Els Quatre Gats (The Four Cats); /ca/) is a café in Barcelona, Catalonia, Spain, that famously became a popular meeting place for renowned artists throughout the modernist period in Catalonia, known as Modernisme. The café opened on 12 June 1897 in the celebrated Casa Martí, and served as a hostel, bar and cabaret until it eventually became a central meeting point for Barcelona's most prominent modernist figures, such as Pablo Picasso, Ramon Casas i Carbó, and Antoni Gaudi i Cornet. The bar closed due to financial difficulties in June 1903, but was reopened and eventually restored to its original condition in 1989.

== History ==

Pere Romeu had the idea to open Els Quatre Gats, drawing inspiration from a French café called Le Chat Noir, where he had previously worked. Le Chat Noir translates to "The Black Cat" in English, but the name is a little different in Catalan. Els Quatre Gats means "The Four Cats," which is derived from a Catalan expression which means "only a few people." The phrase is usually used to describe people who are a bit strange, or perceived as outsiders. Romeu was taken with this Parisian café and decided to model the décor of his café after it. Romeu was financially supported by three of his friends, Ramon Casas, Santiago Rusiñol and Miquel Utrillo, three major modernist Spanish artists of the time. Casas even painted something specifically for the interior of the café, his famous painting called Ramon Casas and Pere Romeu on a Tandem. The painting depicts both Casas and Romeu riding on a bike together with the Barcelona skyline visible in the background. On the right side of the painting there is an inscription which reads, "To ride a bike, you can't go with your back straight." This quote reflects the attitude of the founders that in order to make progress and make something great, you must break tradition. As the original is in a museum, a copy of the painting now hangs in the café.

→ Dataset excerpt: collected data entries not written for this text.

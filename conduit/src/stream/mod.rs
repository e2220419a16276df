//! Buffered duplex stream over a connection.
//!
//! A connection is read through a [`StreamReader`] and written through a
//! [`StreamWriter`]. The reader offers byte, line and delimiter reads with
//! peek and pushback; the writer accumulates bytes and text until a flush
//! or until the reactor finds the socket writable.
//!
//! Protocol code built on top of a connection should only use these two
//! types and never reach into the buffers behind them.

mod charset;
mod reader;
mod source;
mod writer;

pub use charset::{Charset, UnknownCharset};
pub use reader::StreamReader;
pub use source::Source;
pub use writer::StreamWriter;

pub(crate) use reader::Intake;
pub(crate) use writer::FlushHook;
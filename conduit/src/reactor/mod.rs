//! The readiness-driven backend.
//!
//! A single thread polls every socket and hands connection work to the
//! pool:
//! - accept readiness opens and registers connections,
//! - read readiness claims the read side and submits a read task,
//! - write readiness claims the write side and submits a write task.
//!
//! Tasks report back through a command channel and wake the poller, after
//! which the reactor re-derives the interest of the affected connection.

mod channel;
mod command;
mod core;
mod task;

pub(crate) mod event;
pub(crate) mod poller;

pub(crate) use self::core::ReactorService;
pub(crate) use poller::platform;
use super::{DEFAULT_CAPACITY, grown_capacity, reallocate};

/// Growable byte arena of bytes waiting for transmission.
///
/// Bytes in `[0, limit)` are pending. After a socket accepted only part of
/// them, [`retain`](Self::retain) keeps the unsent tail at the front so the
/// next write resumes exactly where the previous one stopped.
pub struct OutputBuffer {
    bytes: Box<[u8]>,
    limit: usize,
}

impl OutputBuffer {
    pub fn new() -> Self {
        Self::with_capacity(DEFAULT_CAPACITY)
    }

    pub fn with_capacity(capacity: usize) -> Self {
        Self {
            bytes: vec![0u8; capacity].into_boxed_slice(),
            limit: 0,
        }
    }

    pub fn capacity(&self) -> usize {
        self.bytes.len()
    }

    /// Number of pending bytes.
    pub fn limit(&self) -> usize {
        self.limit
    }

    pub fn is_empty(&self) -> bool {
        self.limit == 0
    }

    pub fn pending(&self) -> &[u8] {
        &self.bytes[..self.limit]
    }

    /// Appends `data` to the pending bytes, growing the arena if needed.
    pub fn write(&mut self, data: &[u8]) {
        let needed = self.limit + data.len();

        if needed > self.capacity() {
            let capacity = grown_capacity(self.capacity(), needed);
            self.bytes = reallocate(self.pending(), capacity);
        }

        self.bytes[self.limit..needed].copy_from_slice(data);
        self.limit = needed;
    }

    /// Keeps the last `remaining` pending bytes and drops the sent prefix.
    ///
    /// # Panics
    ///
    /// Panics if `remaining` is larger than the pending byte count.
    pub fn retain(&mut self, remaining: usize) {
        assert!(
            remaining <= self.limit,
            "cannot retain {remaining} bytes out of {} pending",
            self.limit
        );

        self.bytes.copy_within(self.limit - remaining..self.limit, 0);
        self.limit = remaining;
    }

    pub fn clear(&mut self) {
        self.limit = 0;
    }
}

impl Default for OutputBuffer {
    fn default() -> Self {
        Self::new()
    }
}

#[cfg(test)]
mod tests {
    use super::*;

    #[test]
    fn write_grows_past_capacity() {
        let mut buffer = OutputBuffer::with_capacity(2);
        buffer.write(b"hello");
        buffer.write(b" world");

        assert_eq!(buffer.pending(), b"hello world");
        assert!(buffer.capacity() >= 11);
    }

    #[test]
    fn retain_keeps_unsent_tail() {
        let mut buffer = OutputBuffer::with_capacity(16);
        buffer.write(b"abcdef");

        buffer.retain(2);

        assert_eq!(buffer.limit(), 2);
        assert_eq!(buffer.pending(), b"ef");
    }

    #[test]
    fn retain_zero_empties() {
        let mut buffer = OutputBuffer::new();
        buffer.write(b"abc");
        buffer.retain(0);
        assert!(buffer.is_empty());
    }

    #[test]
    #[should_panic(expected = "cannot retain")]
    fn retain_more_than_pending_panics() {
        let mut buffer = OutputBuffer::new();
        buffer.write(b"abc");
        buffer.retain(4);
    }
}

The café opened on 12 June 1897 in Casa Martí, an important modernist building designed by the Barcelona architect Josep Puig i Cadafalch. The four men wanted the café to be known not only for having good food and drink, but also, as Rusiñol described it, for having "food of the spirit," or an ambiance where artists could meet to discuss their work and the news of the day. The bar was also characterized by piano music and quickly became a popular haunt for important modernist and bohemian artists of the day, including Casas and Rusiñol, but also architects such as Antoní Gaudí and sculptors such as Julio González. As the café increasingly grew more popular among young modernist artists, it began to frequently play host to other intellectuals from the new Bohemian and modernist Barcelona, who attended performances, concerts, art exhibitions and literary gatherings within its walls. In 1899, at 17 years old, Pablo Picasso began frequenting Els Quatre Gats and even held his first solo exhibition in the main room. The poster that now stands on the corner of the street outside the café was designed by Picasso.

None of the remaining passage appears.